TOOL USED TO ASSESS SCORE: Examination of the eye was facilitated by use of the light sourced from a standard ophthalmoscope.

Results and discussion

In vivo

Resultsopen allclose all

Irritant / corrosive response data:

No adverse corneal effects were noted in any treated eye during the observation period.
Iridial inflammation was confined to one treated eye and noted only at the one hour observation, reversible and not observed 24 hours after treatment.
Moderate conjunctival chemosis was noted in all treated eyes one hour after treatment but was reversible and not observed 24 hours after treatment. No conjunctival irritation was noted in any treated eye at subsequent 48 and 72 hour observations.

Applicant's summary and conclusion

Interpretation of results:

GHS criteria not met

Conclusions:

Under the conditions of the study the test material was not found to be irritating to the eyes.

Executive summary:

The potential of the test material to cause eye irritation was investigated in a study which was conducted under GLP conditions and in accordance with the standardised guideline OECD 405.

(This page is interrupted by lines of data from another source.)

//! Screen collaborators and the visual checks built on them.
//!
//! The harness does not capture or draw anything itself. It relies on:
//! - [`PixelDiff`]: counts pixels differing from a reference image
//! - [`Screen`]: makes a target current and reports whether it is shown
//!
//! Waiting for a screen is a sleep-poll loop that can be cancelled through
//! an [`Interrupt`] handle from another thread.

use std::sync::{Arc, Condvar, Mutex, MutexGuard, PoisonError};
use std::time::{Duration, Instant};

use log::{debug, warn};
use thiserror::Error;

use crate::harness::{TestHarness, INTERRUPTED};
use crate::outcome::Outcome;
use crate::reporter::Reporter;

/// Compares the current visual output against a reference image.
pub trait PixelDiff {
    /// Number of pixels differing from the reference identified by
    /// `reference_id`. The value is opaque to the harness.
    fn count_differing_pixels(&self, reference_id: &str) -> i32;
}

impl<F> PixelDiff for F
where
    F: Fn(&str) -> i32,
{
    fn count_differing_pixels(&self, reference_id: &str) -> i32 {
        self(reference_id)
    }
}

/// Display that can show one target at a time.
pub trait Screen {
    type Target: ?Sized;

    /// Ask the display to make `target` the current one.
    fn set_current(&mut self, target: &Self::Target);

    /// Whether `target` is both shown and the current one.
    fn is_displayed(&self, target: &Self::Target) -> bool;
}

#[derive(Error, Debug, Clone, Copy, PartialEq, Eq)]
#[error("interrupted")]
pub struct Interrupted;

struct InterruptState {
    pending: Mutex<bool>,
    wake: Condvar,
}

/// Cancellation handle for interruptible sleeps.
///
/// Clones share state. An interrupt stays pending until a sleep observes
/// it; observing it clears it.
#[derive(Clone)]
pub struct Interrupt {
    state: Arc<InterruptState>,
}

impl Interrupt {
    pub fn new() -> Self {
        Self {
            state: Arc::new(InterruptState {
                pending: Mutex::new(false),
                wake: Condvar::new(),
            }),
        }
    }

    /// Interrupt the current (or next) sleep.
    pub fn interrupt(&self) {
        let mut pending = self.lock();
        *pending = true;
        drop(pending); // Release lock before notify
        self.state.wake.notify_all();
    }

    pub fn is_pending(&self) -> bool {
        *self.lock()
    }

    /// Sleep for `duration` unless interrupted first.
    pub fn sleep(&self, duration: Duration) -> Result<(), Interrupted> {
        let deadline = Instant::now() + duration;
        let mut pending = self.lock();
        loop {
            if *pending {
                *pending = false;
                return Err(Interrupted);
            }
            let now = Instant::now();
            if now >= deadline {
                return Ok(());
            }
            let (guard, _) = self
                .state
                .wake
                .wait_timeout(pending, deadline - now)
                .unwrap_or_else(PoisonError::into_inner);
            pending = guard;
        }
    }

    fn lock(&self) -> MutexGuard<'_, bool> {
        self.state
            .pending
            .lock()
            .unwrap_or_else(PoisonError::into_inner)
    }
}

impl Default for Interrupt {
    fn default() -> Self {
        Self::new()
    }
}

impl std::fmt::Debug for Interrupt {
    fn fmt(&self, f: &mut std::fmt::Formatter<'_>) -> std::fmt::Result {
        f.debug_struct("Interrupt")
            .field("pending", &self.is_pending())
            .finish()
    }
}

impl<R: Reporter> TestHarness<R> {
    /// Check that the screen differs from a reference image in at most
    /// `max_differing_pixels` pixels.
    ///
    /// The note is always `"<message>. <count> > <max>"`, whether or not
    /// the check passes.
    pub fn compare_visual_state<P: PixelDiff + ?Sized>(
        &mut self,
        pixels: &P,
        reference_id: &str,
        max_differing_pixels: i32,
        message: &str,
    ) -> Outcome {
        let differing = pixels.count_differing_pixels(reference_id);
        debug!(
            "TestHarness::compare_visual_state(reference={}, differing={}, max={})",
            reference_id, differing, max_differing_pixels
        );
        self.check_noted(
            differing <= max_differing_pixels,
            format!("{}. {} > {}", message, differing, max_differing_pixels),
        )
    }

    /// Make `target` current and block until the screen shows it.
    ///
    /// Polls every [`poll_interval`](TestHarness::poll_interval). If the
    /// wait is interrupted, records a failure noted `INTERRUPTED` and
    /// returns `false`. Records nothing when the target shows up.
    pub fn await_visible_state<S: Screen + ?Sized>(
        &mut self,
        screen: &mut S,
        target: &S::Target,
    ) -> bool {
        screen.set_current(target);
        let mut polls: u64 = 0;
        while !screen.is_displayed(target) {
            if self.interrupt().sleep(self.poll_interval()).is_err() {
                warn!(
                    "TestHarness::await_visible_state: interrupted after {} polls",
                    polls
                );
                self.fail_noted(INTERRUPTED);
                return false;
            }
            polls += 1;
        }
        debug!(
            "TestHarness::await_visible_state: visible after {} polls",
            polls
        );
        true
    }
}

#[cfg(test)]
mod tests {
    use super::*;
    use crate::config::HarnessConfig;
    use crate::reporter::Tally;
    use std::cell::Cell;
    use std::thread;

    /// Screen that becomes visible after a fixed number of polls.
    struct DelayedScreen {
        current: Option<String>,
        polls_left: Cell<u32>,
    }

    impl DelayedScreen {
        fn new(polls: u32) -> Self {
            Self {
                current: None,
                polls_left: Cell::new(polls),
            }
        }
    }

    impl Screen for DelayedScreen {
        type Target = str;

        fn set_current(&mut self, target: &str) {
            self.current = Some(target.to_string());
        }

        fn is_displayed(&self, target: &str) -> bool {
            let left = self.polls_left.get();
            if left > 0 {
                self.polls_left.set(left - 1);
                return false;
            }
            self.current.as_deref() == Some(target)
        }
    }

    fn fast_harness() -> TestHarness<Tally> {
        let config = HarnessConfig {
            poll_interval_ms: 1,
            ..HarnessConfig::default()
        };
        TestHarness::with_config(Tally::new(), &config)
    }

    #[test]
    fn test_compare_visual_state_pass_keeps_message() {
        let mut h = fast_harness();
        let outcome = h.compare_visual_state(&|_: &str| 3, "ref.png", 5, "m");
        assert_eq!(outcome, Outcome::Pass);

        let record = h.reporter().records().next().unwrap();
        assert_eq!(record.note.as_deref(), Some("m. 3 > 5"));
    }

    #[test]
    fn test_compare_visual_state_fail() {
        let mut h = fast_harness();
        let seen = Cell::new(String::new());
        let diff = |reference: &str| {
            seen.set(reference.to_string());
            12
        };
        assert_eq!(
            h.compare_visual_state(&diff, "gfx/ref.png", 10, "circle"),
            Outcome::Fail
        );
        assert_eq!(seen.take(), "gfx/ref.png");
        assert_eq!(
            h.reporter().records().next().unwrap().note.as_deref(),
            Some("circle. 12 > 10")
        );
    }

    #[test]
    fn test_compare_visual_state_boundary() {
        let mut h = fast_harness();
        assert_eq!(
            h.compare_visual_state(&|_: &str| 10, "r", 10, "edge"),
            Outcome::Pass
        );
    }

    #[test]
    fn test_await_visible_state_records_nothing_on_success() {
        let mut h = fast_harness();
        let mut screen = DelayedScreen::new(3);
        assert!(h.await_visible_state(&mut screen, "main"));
        assert_eq!(screen.current.as_deref(), Some("main"));
        assert_eq!(h.reporter().total(), 0);
    }

    #[test]
    fn test_await_visible_state_interrupted() {
        let mut h = fast_harness();
        let mut screen = DelayedScreen::new(u32::MAX);
        h.interrupt_handle().interrupt();

        assert!(!h.await_visible_state(&mut screen, "main"));

        let tally = h.reporter();
        assert_eq!(tally.outcomes(), vec![Outcome::Fail]);
        assert_eq!(
            tally.records().next().unwrap().note.as_deref(),
            Some(INTERRUPTED)
        );
        assert!(!h.interrupt_handle().is_pending());
    }

    #[test]
    fn test_await_visible_state_interrupted_from_other_thread() {
        let config = HarnessConfig {
            poll_interval_ms: 10_000,
            ..HarnessConfig::default()
        };
        let mut h = TestHarness::with_config(Tally::new(), &config);
        let handle = h.interrupt_handle();
        let canceller = thread::spawn(move || {
            thread::sleep(Duration::from_millis(20));
            handle.interrupt();
        });

        let mut screen = DelayedScreen::new(u32::MAX);
        let started = Instant::now();
        assert!(!h.await_visible_state(&mut screen, "main"));
        assert!(started.elapsed() < Duration::from_secs(5));
        canceller.join().unwrap();

        assert_eq!(h.reporter().count(Outcome::Fail), 1);
        assert_eq!(h.reporter().total(), 1);
    }

    #[test]
    fn test_interrupt_sleep_completes_without_interrupt() {
        let interrupt = Interrupt::new();
        assert_eq!(interrupt.sleep(Duration::from_millis(1)), Ok(()));
        interrupt.interrupt();
        assert!(interrupt.is_pending());
        assert_eq!(interrupt.sleep(Duration::from_secs(60)), Err(Interrupted));
        assert!(!interrupt.is_pending());
    }
}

During the study single samples of test material (0.1 mL) were instilled into one eye of each of three rabbits. Observations were made 1, 24, 48 and 72 hours after instillation.

Instillation of the test material resulted in no adverse corneal effects in any treated eye during the observation period. Iridial inflammation was confined to one treated eye and noted only at the one hour observation, reversible and not observed 24 hours after treatment. Moderate conjunctival chemosis was noted in all treated eyes one hour after treatment but was reversible and not observed 24 hours after treatment. No conjunctival irritation was noted in any treated eye at subsequent 48 and 72 hour observations.

Based on the results of this study, the test material is not considered to be an eye irritant.